━━━ ENTRIES PROVIDED
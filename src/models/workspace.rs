use chrono::{DateTime, Utc};
use diesel::prelude::*;
use serde::Serialize;
use serde_json::Value as JsonValue;
use uuid::Uuid;

use super::SchedulingPolicy;

/// Workspace model for reading from database
#[derive(Debug, Queryable, Selectable, Serialize, Clone)]
#[diesel(table_name = crate::schema::workspaces)]
#[diesel(check_for_backend(diesel::pg::Pg))]
pub struct Workspace {
    pub id: Uuid,
    pub name: String,
    pub scheduling_policy: Option<JsonValue>,
    pub created_at: DateTime<Utc>,
    pub updated_at: DateTime<Utc>,
}

impl Workspace {
    /// Stored policy, parsed leniently. Missing or malformed JSON yields `None`.
    pub fn policy(&self) -> Option<SchedulingPolicy> {
        SchedulingPolicy::from_stored(self.scheduling_policy.as_ref())
    }
}

#[derive(Debug, Insertable, Clone)]
#[diesel(table_name = crate::schema::workspaces)]
pub struct NewWorkspace {
    pub id: Uuid,
    pub name: String,
    pub scheduling_policy: Option<JsonValue>,
}

/// Workspace-level publish credentials for one platform
#[derive(Debug, Queryable, Selectable, Clone)]
#[diesel(table_name = crate::schema::platform_credentials)]
#[diesel(check_for_backend(diesel::pg::Pg))]
pub struct PlatformCredential {
    pub id: Uuid,
    pub workspace_id: Uuid,
    pub platform: String,
    pub access_token: String,
    pub account_id: String,
    pub created_at: DateTime<Utc>,
    pub updated_at: DateTime<Utc>,
}

impl PlatformCredential {
    /// Returns publish credentials when both the token and the account id
    /// are present.
    pub fn usable(&self) -> Option<PublishCredentials> {
        let access_token = self.access_token.trim();
        let account_id = self.account_id.trim();
        if access_token.is_empty() || account_id.is_empty() {
            return None;
        }
        Some(PublishCredentials {
            access_token: access_token.to_string(),
            account_id: account_id.to_string(),
        })
    }
}

#[derive(Debug, Insertable, Clone)]
#[diesel(table_name = crate::schema::platform_credentials)]
pub struct NewPlatformCredential {
    pub id: Uuid,
    pub workspace_id: Uuid,
    pub platform: String,
    pub access_token: String,
    pub account_id: String,
}

/// What a publish connector needs to act on behalf of a workspace.
#[derive(Clone, PartialEq, Eq)]
pub struct PublishCredentials {
    pub access_token: String,
    pub account_id: String,
}

impl std::fmt::Debug for PublishCredentials {
    fn fmt(&self, f: &mut std::fmt::Formatter<'_>) -> std::fmt::Result {
        f.debug_struct("PublishCredentials")
            .field("access_token", &"***")
            .field("account_id", &self.account_id)
            .finish()
    }
}
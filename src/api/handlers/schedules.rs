//! Schedule handlers: listing, confirmation, cancellation and cleanup.

use crate::api::doc::SCHEDULES_TAG;
use crate::api::dto::{CleanupQuery, CleanupResponse, ListSchedulesQuery, ScheduleResponse};
use crate::error::AppResult;
use crate::state::AppState;
use crate::utils::validate::{ApiPath, ValidatedQuery};
use axum::{Json, extract::State, http::StatusCode};
use utoipa_axum::router::OpenApiRouter;
use utoipa_axum::routes;
use uuid::Uuid;

pub fn schedule_routes() -> OpenApiRouter<AppState> {
    OpenApiRouter::new()
        .routes(routes!(list_schedules))
        .routes(routes!(cleanup_failed))
        .routes(routes!(cancel_schedule))
        .routes(routes!(confirm_schedule))
}

/// GET /api/schedules - List schedules, soonest first
#[utoipa::path(
    get,
    path = "/",
    tag = SCHEDULES_TAG,
    params(ListSchedulesQuery),
    responses(
        (status = 200, description = "Schedules with their published records", body = Vec<ScheduleResponse>)
    )
)]
async fn list_schedules(
    State(state): State<AppState>,
    ValidatedQuery(query): ValidatedQuery<ListSchedulesQuery>,
) -> AppResult<Json<Vec<ScheduleResponse>>> {
    let schedules = state
        .services
        .schedules
        .list_schedules(query.workspace_id, query.status, query.limit)
        .await?;
    Ok(Json(schedules.into_iter().map(ScheduleResponse::from).collect()))
}

/// POST /api/schedules/{id}/confirm - Make a waiting schedule eligible for publishing
#[utoipa::path(
    post,
    path = "/{id}/confirm",
    tag = SCHEDULES_TAG,
    params(
        ("id" = Uuid, Path, description = "Schedule ID")
    ),
    responses(
        (status = 200, description = "Schedule confirmed", body = ScheduleResponse),
        (status = 404, description = "Schedule not found"),
        (status = 409, description = "Already confirmed or no longer waiting")
    )
)]
async fn confirm_schedule(
    State(state): State<AppState>,
    ApiPath(id): ApiPath<Uuid>,
) -> AppResult<Json<ScheduleResponse>> {
    let schedule = state.services.schedules.confirm(id).await?;
    Ok(Json(ScheduleResponse::from(schedule)))
}

/// DELETE /api/schedules/{id} - Cancel a waiting content-pool schedule
#[utoipa::path(
    delete,
    path = "/{id}",
    tag = SCHEDULES_TAG,
    params(
        ("id" = Uuid, Path, description = "Schedule ID")
    ),
    responses(
        (status = 204, description = "Schedule cancelled, slot and content released"),
        (status = 404, description = "Schedule not found"),
        (status = 409, description = "Schedule can no longer be cancelled")
    )
)]
async fn cancel_schedule(
    State(state): State<AppState>,
    ApiPath(id): ApiPath<Uuid>,
) -> AppResult<StatusCode> {
    state.services.schedules.cancel(id).await?;
    Ok(StatusCode::NO_CONTENT)
}

/// DELETE /api/schedules/failed - Remove failed schedules that never published
#[utoipa::path(
    delete,
    path = "/failed",
    tag = SCHEDULES_TAG,
    params(CleanupQuery),
    responses(
        (status = 200, description = "Failed schedules removed", body = CleanupResponse)
    )
)]
async fn cleanup_failed(
    State(state): State<AppState>,
    ValidatedQuery(query): ValidatedQuery<CleanupQuery>,
) -> AppResult<Json<CleanupResponse>> {
    let deleted = state
        .services
        .schedules
        .cleanup_failed(query.workspace_id)
        .await?;
    Ok(Json(CleanupResponse { deleted }))
}
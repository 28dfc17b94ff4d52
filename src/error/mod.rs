mod app_error;
mod database_converter;
mod transient;

pub use app_error::{AppError, AppResult, ValidationFieldError};
pub use database_converter::DatabaseErrorConverter;
pub use transient::TransientSignatures;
━━━━━━
PROBLEM DESCRIPTION: From the entries above, list each line with "CleanupResponse" in it.

SOLVED PROBLEM:
use crate::api::dto::{CleanupQuery, CleanupResponse, ListSchedulesQuery, ScheduleResponse};
        (status = 200, description = "Failed schedules removed", body = CleanupResponse)
) -> AppResult<Json<CleanupResponse>> {
    Ok(Json(CleanupResponse { deleted }))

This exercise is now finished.